In the Arduino Start Kit, the first circuit is very basic: 5V power, 220 ohm resistor, and an LED with a forward voltage of 2.2V. However, here's two things I can't reconcile:

  1. The booklet says that current can be calculated via Ohm's law: I = V/R, I = 5V / 220 ohms, I = .023 amps.

  2. However, I know that, when starting from just the power supply and LED, calculating the resistance required uses Ohm's law as well: R = V/I. This time, though, you need to subtract the voltage drop across the LED (forward voltage) from the power voltage, so we subtract 2.2V from 5V giving us 2.8V. We then use 2.8V as the voltage in the R = V/I calculation (and then provide the LED's desired ideal current as I, etc.)

How do I reconcile these two things? Based on what I know in #2, shouldn't the circuit's current be calculated using the voltage across the resistor, 2.8V, instead of the 5V power supply as is used in #1 above?

  • \$\begingroup\$ The formula in #1 applies to resistive elements such as resistors. Diodes, including LEDs, have a more complex relationship between voltage and current, so you use #2 which is a rough approximation of the true diode behavior. \$\endgroup\$ Commented Sep 18, 2021 at 14:53

3 Answers 3


Your method 2 is correct.

You might find it useful to learn about load lines. These are useful when the device (the LED) doesn't behave in a linear fashion like a resistor.

enter image description here

Figure 1. Various loadlines for a 5 V supply and various LED types. Image source: Loadline resistance graphic tool.

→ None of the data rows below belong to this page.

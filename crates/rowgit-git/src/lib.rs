//! Git HTTP wire protocol for Rowgit.
//!
//! This crate implements pkt-line framing and the server side of the smart
//! push protocol (receive-pack), plus the read-only "dumb" ref listing,
//! over the chunk filesystem. Object-model concerns (OID computation, pack
//! indexing, tag peeling) live behind the [`Plumbing`] trait and are
//! supplied by an external library.

mod error;
mod oid;
mod pktline;
mod plumbing;
mod protocol;
mod refs;

pub use error::GitError;
pub use oid::ObjectId;
pub use pktline::{encode, read_until_flush, Decoder, PktLine, PktWriter};
pub use plumbing::{Plumbing, PlumbingError};
pub use protocol::{
    advertise_refs, head_symref, info_refs_dumb, receive_pack, ProtocolConfig, RefUpdate,
    RefUpdateResult, RepoSession, DEFAULT_MAX_PACK_BYTES, RECEIVE_PACK_SERVICE,
};
pub use refs::LooseRefs;

/// Result type for git protocol operations.
pub type Result<T> = std::result::Result<T, GitError>;
/// Per-ref application outcome, reported in input order.
#[derive(Debug, Clone, PartialEq, Eq)]
pub enum RefUpdateResult {
    /// The ref was applied.
    Ok {
        /// Full ref name.
        name: String,
    },
    /// The ref was rejected.
    Ng {
        /// Full ref name.
        name: String,
        /// Reason rendered after `ng <ref>`.
        reason: String,
    },
}

impl RefUpdateResult {
    fn name(&self) -> &str {
        match self {
            Self::Ok { name } | Self::Ng { name, .. } => name,
        }
    }

    fn is_ok(&self) -> bool {
        matches!(self, Self::Ok { .. })
    }
}

/// One repository's protocol-facing state.
///
/// Holds the chunk filesystem, the plumbing collaborator and a memoized
/// ref listing. The host serializes access per repository, so the cache
/// only needs interior mutability, not coordination. The cache is dropped
/// after a push that changed at least one ref.
pub struct RepoSession<P: Plumbing> {
    fs: Arc<ChunkFs>,
    plumbing: P,
    config: ProtocolConfig,
    cached_refs: Mutex<Option<Vec<(String, ObjectId)>>>,
}

impl<P: Plumbing> RepoSession<P> {
    /// Creates a session over a chunk filesystem and plumbing collaborator.
    pub fn new(fs: Arc<ChunkFs>, plumbing: P, config: ProtocolConfig) -> Self {
        Self {
            fs,
            plumbing,
            config,
            cached_refs: Mutex::new(None),
        }
    }

    /// The underlying chunk filesystem.
    pub fn fs(&self) -> &ChunkFs {
        &self.fs
    }

    /// The plumbing collaborator.
    pub fn plumbing(&self) -> &P {
        &self.plumbing
    }

    /// The protocol configuration.
    pub fn config(&self) -> &ProtocolConfig {
        &self.config
    }

    /// All resolvable refs sorted by name, memoized until invalidated.
    pub fn refs(&self) -> Result<Vec<(String, ObjectId)>> {
        let mut cache = self.cached_refs.lock();
        if let Some(refs) = cache.as_ref() {
            return Ok(refs.clone());
        }
        let mut refs = self.plumbing.list_refs()?;
        refs.sort_by(|a, b| a.0.cmp(&b.0));
        *cache = Some(refs.clone());
        Ok(refs)
    }

    /// Drops the memoized ref listing.
    pub fn invalidate_refs(&self) {
        *self.cached_refs.lock() = None;
    }
}

fn capability_line<P: Plumbing>(session: &RepoSession<P>) -> Result<String> {
    let mut caps = String::from(BASE_CAPABILITIES);
    if let Some(branch) = session.plumbing().head_branch()? {
        caps.push_str(&format!(" symref=HEAD:refs/heads/{}", branch));
    }
    caps.push_str(&format!(" agent={}", session.config().agent));
    Ok(caps)
}

/// Renders the pkt-line ref advertisement for `service=git-receive-pack`.
pub fn advertise_refs<P: Plumbing>(session: &RepoSession<P>) -> Result<Vec<u8>> {
    let mut writer = PktWriter::new();
    writer.write_text(&format!("# service={}", RECEIVE_PACK_SERVICE))?;
    writer.flush_pkt();

    let refs = session.refs()?;
    let caps = capability_line(session)?;
    match refs.first() {
        None => {
            writer.write_text(&format!(
                "{} capabilities^{{}}\0{}",
                ObjectId::ZERO,
                caps
            ))?;
        }
        Some((name, oid)) => {
            writer.write_text(&format!("{} {}\0{}", oid, name, caps))?;
            for (name, oid) in &refs[1..] {
                writer.write_text(&format!("{} {}", oid, name))?;
            }
        }
    }
    writer.flush_pkt();
    Ok(writer.into_bytes())
}

/// The `GET /HEAD` body, `None` when HEAD has no symbolic target.
pub fn head_symref<P: Plumbing>(session: &RepoSession<P>) -> Result<Option<String>> {
    let branch = session.plumbing().head_branch()?;
    Ok(branch.map(|b| format!("ref: refs/heads/{}\n", b)))
}

/// The dumb `GET /info/refs` body: `<oid>\t<ref>` lines sorted by name,
/// with a peeled line per annotated tag.
pub fn info_refs_dumb<P: Plumbing>(session: &RepoSession<P>) -> Result<String> {
    let refs = session.refs()?;
    let mut out = String::new();
    for (name, oid) in &refs {
        out.push_str(&format!("{}\t{}\n", oid, name));
        if name.starts_with("refs/tags/") {
            if let Some(target) = session.plumbing().peel_tag(name)? {
                out.push_str(&format!("{}\t{}^{{}}\n", target, name));
            }
        }
    }
    Ok(out)
}

struct ParsedRequest<'a> {
    commands: Vec<RefUpdate>,
    pack: Option<&'a [u8]>,
    error: Option<String>,
}

fn parse_request(body: &[u8]) -> ParsedRequest<'_> {
    let mut commands = Vec::new();
    let mut decoder = Decoder::new(body, 0);
    let mut flushed = false;
    while let Some(unit) = decoder.next() {
        match unit {
            Ok(PktLine::Data(payload)) => {
                match RefUpdate::parse(&payload, commands.is_empty()) {
                    Ok(command) => commands.push(command),
                    Err(e) => {
                        return ParsedRequest {
                            commands,
                            pack: None,
                            error: Some(e.to_string()),
                        }
                    }
                }
            }
            Ok(PktLine::Flush) => {
                flushed = true;
                break;
            }
            Ok(PktLine::Delimiter) => {}
            Err(e) => {
                return ParsedRequest {
                    commands,
                    pack: None,
                    error: Some(e.to_string()),
                }
            }
        }
    }
    if !flushed {
        return ParsedRequest {
            commands,
            pack: None,
            error: Some("request ended before flush".to_string()),
        };
    }

    let rest = &body[decoder.offset()..];
    if rest.is_empty() {
        // No objects were sent; pure deletions are valid.
        ParsedRequest {
            commands,
            pack: None,
            error: None,
        }
    } else if rest.starts_with(PACK_SIGNATURE) {
        ParsedRequest {
            commands,
            pack: Some(rest),
            error: None,
        }
    } else {
        ParsedRequest {
            commands,
            pack: None,
            error: Some("bytes after flush are not a packfile".to_string()),
        }
    }
}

  • Each loadline is drawn from 5 V, 0 mA to 0 V and the current calculated for the resistor on its own (method 1 in your question).
  • Now, to decide the resistor value choose the current that you require and go horizontally across to the colour of your LED. Pick the nearest resistor load line.

e.g. I want to run 10 mA through a blue LED.

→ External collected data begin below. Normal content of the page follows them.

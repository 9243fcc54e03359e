//! Route handlers for the per-repository Git HTTP surface.

use crate::error::WebError;
use axum::{
    body::Bytes,
    extract::{Path, Query, State},
    http::{header, StatusCode},
    response::{IntoResponse, Response},
    routing::{get, post},
    Router,
};
use rowgit_git::{
    advertise_refs, head_symref, info_refs_dumb, receive_pack, Plumbing, RepoSession,
    RECEIVE_PACK_SERVICE,
};
use rowgit_store::StoreError;
use serde::Deserialize;
use std::sync::Arc;
use tower_http::trace::TraceLayer;

/// Shared per-repository state.
pub struct RepoState<P: Plumbing>(Arc<RepoSession<P>>);

impl<P: Plumbing> Clone for RepoState<P> {
    fn clone(&self) -> Self {
        Self(self.0.clone())
    }
}

/// Builds the router for one repository session.
///
/// The host guarantees requests against the same repository are handled
/// one at a time; this layer adds no further coordination.
pub fn repo_router<P: Plumbing + 'static>(session: Arc<RepoSession<P>>) -> Router {
    Router::new()
        .route("/HEAD", get(head::<P>))
        .route("/info/refs", get(info_refs::<P>))
        .route("/objects/info/packs", get(pack_listing::<P>))
        .route("/objects/{prefix}/{rest}", get(loose_object::<P>))
        .route("/git-receive-pack", post(receive_pack_post::<P>))
        .layer(TraceLayer::new_for_http())
        .with_state(RepoState(session))
}

/// Query parameters for `/info/refs`.
#[derive(Debug, Deserialize)]
struct ServiceQuery {
    service: Option<String>,
}

async fn head<P: Plumbing + 'static>(
    State(state): State<RepoState<P>>,
) -> Result<Response, WebError> {
    match head_symref(state.0.as_ref())? {
        Some(body) => Ok(([(header::CONTENT_TYPE, "text/plain")], body).into_response()),
        None => Err(WebError::NotFound("HEAD".to_string())),
    }
}

async fn info_refs<P: Plumbing + 'static>(
    State(state): State<RepoState<P>>,
    Query(query): Query<ServiceQuery>,
) -> Result<Response, WebError> {
    match query.service.as_deref() {
        Some(RECEIVE_PACK_SERVICE) => {
            let body = advertise_refs(state.0.as_ref())?;
            Ok((
                [
                    (
                        header::CONTENT_TYPE,
                        "application/x-git-receive-pack-advertisement",
                    ),
                    (header::CACHE_CONTROL, "no-cache"),
                ],
                body,
            )
                .into_response())
        }
        Some(other) => {
            tracing::warn!(service = %other, "unsupported service requested");
            Ok((StatusCode::FORBIDDEN, "service not enabled\n").into_response())
        }
        None => {
            let body = info_refs_dumb(state.0.as_ref())?;
            Ok((
                [
                    (header::CONTENT_TYPE, "text/plain"),
                    (header::CACHE_CONTROL, "no-cache"),
                ],
                body,
            )
                .into_response())
        }
    }
}

async fn loose_object<P: Plumbing + 'static>(
    State(state): State<RepoState<P>>,
    Path((prefix, rest)): Path<(String, String)>,
) -> Result<Response, WebError> {
    // The dumb protocol treats malformed object names as absent objects.
    let well_formed = prefix.len() == 2
        && rest.len() == 38
        && prefix.chars().chain(rest.chars()).all(|c| c.is_ascii_hexdigit());
    if !well_formed {
        return Err(WebError::NotFound(format!("objects/{}/{}", prefix, rest)));
    }

    let bytes = state.0.fs().read(&format!("objects/{}/{}", prefix, rest))?;
    Ok((
        [(header::CONTENT_TYPE, "application/x-git-loose-object")],
        bytes,
    )
        .into_response())
}

async fn pack_listing<P: Plumbing + 'static>(
    State(state): State<RepoState<P>>,
) -> Result<Response, WebError> {
    let names = match state.0.fs().list("objects/pack") {
        Ok(names) => names,
        Err(StoreError::NotFound(_)) => Vec::new(),
        Err(e) => return Err(e.into()),
    };
    let mut body = String::new();
    for name in names {
        if name.ends_with(".pack") {
            body.push_str(&format!("P {}\n", name));
        }
    }
    Ok(([(header::CONTENT_TYPE, "text/plain")], body).into_response())
}

async fn receive_pack_post<P: Plumbing + 'static>(
    State(state): State<RepoState<P>>,
    body: Bytes,
) -> Result<Response, WebError> {
    let report = receive_pack(state.0.as_ref(), &body)?;
    Ok((
        [(
            header::CONTENT_TYPE,
            "application/x-git-receive-pack-result",
        )],
        report,
    )
        .into_response())
}

#[cfg(test)]
mod tests {
    use super::*;
    use axum::body::Body;
    use axum::http::Request;
    use rowgit_git::{encode, LooseRefs, ObjectId, PlumbingError, ProtocolConfig};
    use rowgit_store::{ChunkFs, FsConfig, SqliteStore};
    use tower::ServiceExt;

    /// Loose refs plus a no-op pack indexer.
    struct TestPlumbing {
        refs: LooseRefs,
    }

    impl Plumbing for TestPlumbing {
        fn list_refs(&self) -> Result<Vec<(String, ObjectId)>, PlumbingError> {
            self.refs.list()
        }

        fn resolve_ref(&self, name: &str) -> Result<Option<ObjectId>, PlumbingError> {
            self.refs.read(name)
        }

        fn peel_tag(&self, _name: &str) -> Result<Option<ObjectId>, PlumbingError> {
            Ok(None)
        }

        fn head_branch(&self) -> Result<Option<String>, PlumbingError> {
            self.refs.head_branch()
        }

        fn set_head_branch(&self, branch: &str) -> Result<(), PlumbingError> {
            self.refs.set_head_branch(branch)
        }

        fn update_ref(&self, name: &str, oid: ObjectId) -> Result<(), PlumbingError> {
            self.refs.write(name, oid)
        }

        fn delete_ref(&self, name: &str) -> Result<(), PlumbingError> {
            self.refs.delete(name)
        }

        fn index_pack(&self, _pack_path: &str) -> Result<(), PlumbingError> {
            Ok(())
        }
    }

    fn session() -> Arc<RepoSession<TestPlumbing>> {
        let store = SqliteStore::open_in_memory().unwrap();
        let fs = Arc::new(ChunkFs::new(store, FsConfig::default()).unwrap());
        let plumbing = TestPlumbing {
            refs: LooseRefs::new(fs.clone()),
        };
        Arc::new(RepoSession::new(fs, plumbing, ProtocolConfig::default()))
    }

    async fn fetch(app: &Router, uri: &str) -> (StatusCode, Vec<u8>) {
        let response = app
            .clone()
            .oneshot(Request::builder().uri(uri).body(Body::empty()).unwrap())
            .await
            .unwrap();
        let status = response.status();
        let body = axum::body::to_bytes(response.into_body(), usize::MAX)
            .await
            .unwrap();
        (status, body.to_vec())
    }

    fn oid(byte: u8) -> ObjectId {
        ObjectId::from_bytes([byte; 20])
    }

    #[tokio::test]
    async fn test_head_endpoint() {
        let session = session();
        let app = repo_router(session.clone());

        let (status, _) = fetch(&app, "/HEAD").await;
        assert_eq!(status, StatusCode::NOT_FOUND);

        session.plumbing().set_head_branch("main").unwrap();
        let (status, body) = fetch(&app, "/HEAD").await;
        assert_eq!(status, StatusCode::OK);
        assert_eq!(body, b"ref: refs/heads/main\n");
    }

    #[tokio::test]
    async fn test_info_refs_dumb() {
        let session = session();
        session.plumbing().update_ref("refs/heads/main", oid(1)).unwrap();
        let app = repo_router(session);

        let response = app
            .clone()
            .oneshot(
                Request::builder()
                    .uri("/info/refs")
                    .body(Body::empty())
                    .unwrap(),
            )
            .await
            .unwrap();
        assert_eq!(response.status(), StatusCode::OK);
        assert_eq!(
            response.headers().get(header::CACHE_CONTROL).unwrap(),
            "no-cache"
        );
        let body = axum::body::to_bytes(response.into_body(), usize::MAX)
            .await
            .unwrap();
        assert_eq!(body, format!("{}\trefs/heads/main\n", oid(1)).as_bytes());
    }

    #[tokio::test]
    async fn test_info_refs_smart() {
        let session = session();
        let app = repo_router(session);

        let response = app
            .clone()
            .oneshot(
                Request::builder()
                    .uri("/info/refs?service=git-receive-pack")
                    .body(Body::empty())
                    .unwrap(),
            )
            .await
            .unwrap();
        assert_eq!(response.status(), StatusCode::OK);
        assert_eq!(
            response.headers().get(header::CONTENT_TYPE).unwrap(),
            "application/x-git-receive-pack-advertisement"
        );
        let body = axum::body::to_bytes(response.into_body(), usize::MAX)
            .await
            .unwrap();
        assert!(body.starts_with(b"001f# service=git-receive-pack\n0000"));
    }

    #[tokio::test]
    async fn test_info_refs_unknown_service() {
        let app = repo_router(session());
        let (status, _) = fetch(&app, "/info/refs?service=git-upload-pack").await;
        assert_eq!(status, StatusCode::FORBIDDEN);
    }

    #[tokio::test]
    async fn test_loose_object() {
        let session = session();
        let prefix = "ab";
        let rest = "cdef0123456789abcdef0123456789abcdef01";
        session.fs().mkdir("objects", None).unwrap();
        session.fs().mkdir("objects/ab", None).unwrap();
        session
            .fs()
            .write(&format!("objects/{}/{}", prefix, rest), b"zlib bytes", None)
            .unwrap();
        let app = repo_router(session);

        let (status, body) = fetch(&app, &format!("/objects/{}/{}", prefix, rest)).await;
        assert_eq!(status, StatusCode::OK);
        assert_eq!(body, b"zlib bytes");

        let (status, _) =
            fetch(&app, "/objects/ff/cdef0123456789abcdef0123456789abcdef01").await;
        assert_eq!(status, StatusCode::NOT_FOUND);

        // Malformed names are 404, not 400.
        let (status, _) = fetch(&app, "/objects/xyz/notanobject").await;
        assert_eq!(status, StatusCode::NOT_FOUND);
    }

    #[tokio::test]
    async fn test_pack_listing() {
        let session = session();
        let app = repo_router(session.clone());

        let (status, body) = fetch(&app, "/objects/info/packs").await;
        assert_eq!(status, StatusCode::OK);
        assert!(body.is_empty());

        session.fs().mkdir("objects", None).unwrap();
        session.fs().mkdir("objects/pack", None).unwrap();
        session
            .fs()
            .write("objects/pack/pack-abc.pack", b"PACK", None)
            .unwrap();
        session
            .fs()
            .write("objects/pack/pack-abc.idx", b"IDX", None)
            .unwrap();

        let (_, body) = fetch(&app, "/objects/info/packs").await;
        assert_eq!(body, b"P pack-abc.pack\n");
    }

    #[tokio::test]
    async fn test_push_then_head() {
        let session = session();
        let app = repo_router(session.clone());

        let mut body = Vec::new();
        body.extend_from_slice(
            &encode(
                format!(
                    "{} {} refs/heads/main\0report-status\n",
                    ObjectId::ZERO,
                    oid(1)
                )
                .as_bytes(),
            )
            .unwrap(),
        );
        body.extend_from_slice(b"0000");
        body.extend_from_slice(b"PACKcontents");

        let response = app
            .clone()
            .oneshot(
                Request::builder()
                    .method("POST")
                    .uri("/git-receive-pack")
                    .header(
                        header::CONTENT_TYPE,
                        "application/x-git-receive-pack-request",
                    )
                    .body(Body::from(body))
                    .unwrap(),
            )
            .await
            .unwrap();
        assert_eq!(response.status(), StatusCode::OK);
        assert_eq!(
            response.headers().get(header::CONTENT_TYPE).unwrap(),
            "application/x-git-receive-pack-result"
        );
        let report = axum::body::to_bytes(response.into_body(), usize::MAX)
            .await
            .unwrap();
        assert!(report.starts_with(b"000eunpack ok\n"));

        let (status, head) = fetch(&app, "/HEAD").await;
        assert_eq!(status, StatusCode::OK);
        assert_eq!(head, b"ref: refs/heads/main\n");
    }
}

  • Run your eye across the 10 mA line until it intercepts the blue LED curve.
  • We can see that this is on the 270 Ω load line so that's the one to choose.
  • Meanwhile you can also see that the 270 Ω would give about 12.5 mA to a red LED.
  • \$\begingroup\$ I am a bit on doing it the easy way. Here is an online calculator that does a nice job. \$\endgroup\$
    – Gil
    Commented Sep 18, 2021 at 16:32
  • \$\begingroup\$ Ah, but without understanding - oh, and without a link! \$\endgroup\$
    – Transistor
    Commented Sep 18, 2021 at 16:36
  • \$\begingroup\$ This is a terrific resource. Thanks! \$\endgroup\$ Commented Sep 18, 2021 at 17:39

When calculating the current through an LED and a resistor in series, you need to take into account the voltage drop across the LED. So method 2 is the correct one.


You need to allow for the LED voltage drop, whether you have a simple LED, resistor and battery circuit, or the LED is controlled by an Arduino or other device.

There is no "ideal" current for a LED. There will be an Absolute Maximum current, beyond which the LED may be damaged.

LEDs will work happily at currents much below their rated maximum current, but will be dimmer at lower currents. I once had to run a green LED at somewhat under 1 mA to get it dim enough for my needs.